Мы редко говорим о том, как тогда все было у нас дома, но когда говорим, я вспоминаю малышку Анни, ходившую с зеркалом по квартире, где она жила со своими родителями, среди мебели и других вещей, ее окружавших, которыми пользовались она и ее родители, с которыми она ежедневно сталкивалась, которые входили в ее действительность. Она не отталкивалась от этих предметов, она ходила между ними туда и сюда, не задевая их, она знала здесь все, она знала каждую царапину на паркетном полу, знала дверные щели, кромки ковров, она ходила, как ходят очарованные странники, она представляла себе волшебный мир, сосредоточенный в белой глубине комнатной люстры, сказочный мир, о котором она знала, что на самом деле его никогда не было, но она надеялась, что когда-нибудь он появится, потому что сказки в ее книжках были написаны в форме прошедшего времени и многие из них начинались со слова однажды.

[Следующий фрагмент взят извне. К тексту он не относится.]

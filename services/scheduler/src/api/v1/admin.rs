//! Operator endpoints: manual triggers and read-only status.
//!
//! Manual triggers take the same locks as the timed jobs, so they return
//! 409 instead of running concurrently with a replica's job.

use axum::{
    extract::{Query, State},
    response::IntoResponse,
    routing::{get, post},
    Json, Router,
};
use chrono::Duration;
use serde::{Deserialize, Serialize};
use tracing::{error, info};

use crate::api::error::ApiError;
use crate::api::request_context::RequestContext;
use crate::locks::{LockOutcome, LockStatus};
use crate::polls::{Poll, PollStatus};
use crate::rotation::GenerationOutcome;
use crate::state::AppState;

/// Retention applied by the archive endpoint when none is given.
const DEFAULT_ARCHIVE_DAYS: u32 = 30;

pub fn routes() -> Router<AppState> {
    Router::new()
        .route("/rotation/run", post(run_rotation))
        .route("/rotation/generate", post(force_generate))
        .route("/locks", get(list_locks))
        .route("/locks/cleanup", post(cleanup_locks))
        .route("/polls", get(list_polls))
        .route("/polls/archive", post(archive_polls))
}

fn busy(request_id: &str) -> ApiError {
    ApiError::conflict(
        "rotation_in_progress",
        "the rotation lock is held by another run; try again shortly",
    )
    .with_request_id(request_id)
}

async fn run_rotation(
    State(state): State<AppState>,
    ctx: RequestContext,
) -> Result<impl IntoResponse, ApiError> {
    let request_id = ctx.request_id;
    info!(request_id = %request_id, "Manual rotation requested");

    match state.runner().run_rotation().await {
        Ok(LockOutcome::Acquired(summary)) => Ok(Json(summary)),
        Ok(LockOutcome::Skipped) => Err(busy(&request_id)),
        Err(e) => {
            error!(error = %e, request_id = %request_id, "Manual rotation failed");
            Err(ApiError::from(e).with_request_id(request_id))
        }
    }
}

#[derive(Debug, Serialize)]
struct GenerateResponse {
    /// False when the slot was already filled.
    created: bool,
    poll: Poll,
}

async fn force_generate(
    State(state): State<AppState>,
    ctx: RequestContext,
) -> Result<impl IntoResponse, ApiError> {
    let request_id = ctx.request_id;
    info!(request_id = %request_id, "Forced generation requested");

    match state.runner().force_generate().await {
        Ok(LockOutcome::Acquired(outcome)) => {
            let created = outcome.is_created();
            Ok(Json(GenerateResponse {
                created,
                poll: GenerationOutcome::into_poll(outcome),
            }))
        }
        Ok(LockOutcome::Skipped) => Err(busy(&request_id)),
        Err(e) => {
            error!(error = %e, request_id = %request_id, "Forced generation failed");
            Err(ApiError::from(e).with_request_id(request_id))
        }
    }
}

#[derive(Debug, Serialize)]
struct LocksResponse {
    items: Vec<LockStatus>,
}

async fn list_locks(
    State(state): State<AppState>,
    ctx: RequestContext,
) -> Result<impl IntoResponse, ApiError> {
    let items = state
        .runner()
        .lock_status()
        .await
        .map_err(|e| ApiError::from(e).with_request_id(ctx.request_id))?;
    Ok(Json(LocksResponse { items }))
}

#[derive(Debug, Serialize)]
struct CleanupResponse {
    reset: u64,
}

async fn cleanup_locks(
    State(state): State<AppState>,
    ctx: RequestContext,
) -> Result<impl IntoResponse, ApiError> {
    let reset = state
        .runner()
        .cleanup_locks()
        .await
        .map_err(|e| ApiError::from(e).with_request_id(ctx.request_id))?;
    Ok(Json(CleanupResponse { reset }))
}

#[derive(Debug, Deserialize)]
struct ListPollsQuery {
    status: Option<String>,
}

#[derive(Debug, Serialize)]
struct PollsResponse {
    items: Vec<Poll>,
}

async fn list_polls(
    State(state): State<AppState>,
    ctx: RequestContext,
    Query(query): Query<ListPollsQuery>,
) -> Result<impl IntoResponse, ApiError> {
    let status = match query.status.as_deref() {
        None => PollStatus::Active,
        Some(raw) => raw.parse::<PollStatus>().map_err(|message| {
            ApiError::bad_request("invalid_status", message).with_request_id(&ctx.request_id)
        })?,
    };

    let items = state
        .polls()
        .list_by_status(status)
        .await
        .map_err(|e| ApiError::from(e).with_request_id(&ctx.request_id))?;
    Ok(Json(PollsResponse { items }))
}

#[derive(Debug, Deserialize)]
struct ArchiveQuery {
    older_than_days: Option<u32>,
}

#[derive(Debug, Serialize)]
struct ArchiveResponse {
    archived: u64,
    older_than_days: u32,
}

async fn archive_polls(
    State(state): State<AppState>,
    ctx: RequestContext,
    Query(query): Query<ArchiveQuery>,
) -> Result<impl IntoResponse, ApiError> {
    let request_id = ctx.request_id;
    let days = query.older_than_days.unwrap_or(DEFAULT_ARCHIVE_DAYS);
    let retention = Duration::days(i64::from(days));

    match state.runner().archive_closed(retention).await {
        Ok(LockOutcome::Acquired(archived)) => Ok(Json(ArchiveResponse {
            archived,
            older_than_days: days,
        })),
        Ok(LockOutcome::Skipped) => Err(busy(&request_id)),
        Err(e) => {
            error!(error = %e, request_id = %request_id, "Archival failed");
            Err(ApiError::from(e).with_request_id(request_id))
        }
    }
}
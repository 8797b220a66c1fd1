//! Cadence configuration errors.

use thiserror::Error;

/// Errors raised when a cadence or window is constructed from bad inputs.
#[derive(Debug, Error, Clone, PartialEq, Eq)]
pub enum WindowError {
    /// A window must end strictly after it starts.
    #[error("window end must be after start")]
    EmptyWindow,

    /// A fixed cadence needs a positive period.
    #[error("cadence period must be positive, got {seconds}s")]
    NonPositivePeriod { seconds: i64 },

    /// Daily hours must satisfy `open < close <= 24`.
    #[error("invalid daily hours: open {open}, close {close}")]
    InvalidDailyHours { open: u32, close: u32 },

    /// Flash windows would overlap or be empty.
    #[error("flash duration {duration_secs}s must be positive and at most the interval {interval_secs}s")]
    InvalidFlashDuration {
        duration_secs: i64,
        interval_secs: i64,
    },

    /// Flash openings must recur at the same points every UTC day.
    #[error("flash interval {interval_secs}s does not evenly divide a day")]
    FlashIntervalNotDayAligned { interval_secs: i64 },

    /// The local wall-clock time does not exist in the zone (DST gap) and
    /// no nearby instant could be found.
    #[error("local time {local} does not exist in zone {zone}")]
    NonexistentLocalTime { local: String, zone: String },
}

Когда мы сегодня, пусть редко, но все же неотступно, обсуждаем былое, пытаемся разбудить старые образы, у меня создается впечатление, будто мы делаем почти, то же самое, что и Анни, творящая из жизни сказку. Мы перемещаемся в настоящем, не узнавая его, в зеркале появляются образы канувшего в прошлое мира, мы понимаем, что этот мир теперь не имеет никакой связи с действительностью, но в воспоминаниях он остается неизменным. Здесь стояло пианино, там — красивые старомодные комоды, старый письменный стол, книжный шкаф (справа и слева над дверными створками — два сфинкса с позолоченными лапами, помнишь?), часы с алебастровыми колоннами и с музыкой, которая начинала играть сразу после часового боя, стол с мраморной столешницей (помнишь фарфоровую посуду из Карлсбада?), посудный шкаф, в котором хранились старинные бокалы. Канувший в прошлое мир, мир волшебства, подобный сказочному миру, в котором жила малышка Анни, мир, который давно уже изменился. Вокруг местность, которая давно стала другой, улицы, которые, может быть, уже и не существуют, люди, которые уже давно умерли.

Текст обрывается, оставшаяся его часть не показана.